Тем временем князья Василий и Иван Шуйские самовольно навязались мне в опекуны и таким образом воцарились; тех же, кто более всех изменял отцу нашему и матери нашей, выпустили из заточения и приблизили к себе. А князь Василий Шуйский поселился на дворе нашего дяди, князя Андрея Старицкого, и на этом дворе его люди, собравшись, подобно иудейскому сонмищу, схватили Федора Мишурина, ближнего дьяка при отце нашем и при нас, и, опозорив его, убили; и князя Ивана Федоровича Вельского и многих других заточили в разные места; и на церковь руку подняли: свергнув с престола митрополита Даниила, послали его в заточение; и так осуществили все свои замыслы и сами стали царствовать. Нас же с единородным братом моим, в бозе почившим Георгием, начали воспитывать как чужеземцев или последних бедняков.

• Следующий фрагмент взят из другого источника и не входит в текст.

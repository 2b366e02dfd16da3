pub mod movie;
pub mod page;
pub mod query_envelope;

pub use movie::{DurationBucket, Genre, RatingThreshold, VotesBucket};
pub use page::{
    BarChart, Block, Chart, HeatmapChart, HistogramChart, NO_RESULTS_MESSAGE, Page, PageKind,
    PieChart, PieSlice, ResultTable, SOURCE_UNAVAILABLE_MESSAGE, ScatterChart, ScatterPoint,
    Section, WarningCode, json_schema,
};
pub use query_envelope::{
    QUERY_ENVELOPE_SCHEMA_VERSION, QueryEnvelope, QueryEnvelopeCommandFailure, QueryEnvelopeError,
    QueryEnvelopeWarning,
};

Тогда натерпелись мы лишений и в одежде и в пище. Ни в чем нам воли не было, но все делали не по своей воле и не так, как обычно поступают дети. Припомню одно: бывало, мы играем в детские игры, а князь Иван Васильевич Шуйский сидит на лавке, опершись локтем о постель нашего отца и положив ногу на стул, а на нас и не взглянет – ни как родитель, ни как опекун, и уж совсем ни как раб на господ.

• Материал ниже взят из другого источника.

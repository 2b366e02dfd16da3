use std::time::{SystemTime, UNIX_EPOCH};

use time::{OffsetDateTime, UtcOffset};

const NANOS_PER_MILLI: i128 = 1_000_000;

pub fn unix_timestamp_ms() -> u64 {
    SystemTime::now()
        .duration_since(UNIX_EPOCH)
        .map_or(0, |duration| {
            u64::try_from(duration.as_millis()).unwrap_or(u64::MAX)
        })
}

/// Formats as `YYYY-MM-DDTHH:MM:SS.mmmZ`; out-of-range inputs clamp to the epoch.
#[must_use]
pub fn format_unix_ms(timestamp_unix_ms: u64) -> String {
    let nanos = i128::from(timestamp_unix_ms)
        .checked_mul(NANOS_PER_MILLI)
        .unwrap_or(0);
    let dt = OffsetDateTime::from_unix_timestamp_nanos(nanos)
        .unwrap_or(OffsetDateTime::UNIX_EPOCH)
        .to_offset(UtcOffset::UTC);
    format!(
        "{:04}-{:02}-{:02}T{:02}:{:02}:{:02}.{:03}Z",
        dt.year(),
        u8::from(dt.month()),
        dt.day(),
        dt.hour(),
        dt.minute(),
        dt.second(),
        dt.millisecond()
    )
}

#[must_use]
pub fn generated_at_utc_now() -> String {
    format_unix_ms(unix_timestamp_ms())
}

Кто же может перенести такую гордыню? Как исчислить подобные бессчетные страдания, перенесенные мною в юности? Сколько раз мне и поесть не давали вовремя. Что же сказать о доставшейся мне родительской казне? Все расхитили коварным образом: говорили, будто детям боярским на жалованье, а взяли себе, а их жаловали не за дело, назначали не по достоинству; а бесчисленную казну деда нашего и отца нашего забрали себе и на деньги те наковали для себя золотые и серебряные сосуды и начертали на них имена своих родителей, будто это их наследственное достояние…»
Ключевский, прочитавший это письмо, замечал: «Горечь, с какою Иван вспоминал об этом 25 лет спустя, дает почувствовать, как часто и сильно его сердили в детстве. Но в обстановке, в какой шло его детство, он не всегда мог тотчас и прямо обнаружить чувство досады или злости, сорвать сердце. Эта необходимость сдерживаться, дуться в рукав, глотать слезы питала в нем раздражительность и затаенное, молчаливое озлобление против людей, злость со стиснутыми зубами. К тому же он был испуган в детстве. В 1542 г., когда правила партия князей Вельских, сторонники князя И. Шуйского ночью врасплох напали на стоявшего за их противников митрополита Иоасафа. Владыка скрылся во дворце великого князя. Мятежники разбили окна у митрополита, бросились за ним во дворец и на рассвете вломились с шумом в спальню маленького государя, разбудили и напугали его.
Безобразные сцены боярского своеволия и насилия, среди которых рос Иван, были первыми политическими его впечатлениями. Они превратили его робость в нервную пугливость, из которой с летами развилась наклонность преувеличивать опасность, образовалось то, что называется страхом с великими глазами. Вечно тревожный и подозрительный, Иван рано привык думать, что окружен только врагами, и воспитал в себе печальную наклонность высматривать, как плетется вокруг него бесконечная сеть козней, которою, чудилось ему, стараются опутать его со всех сторон. Это заставило его постоянно держаться настороже; мысль, что вот-вот из-за угла на него бросится недруг, стала привычным ежеминутным его ожиданием. Всего сильнее в нем работал инстинкт самосохранения. Все усилия его бойкого ума были обращены на разработку этого грубого чувства».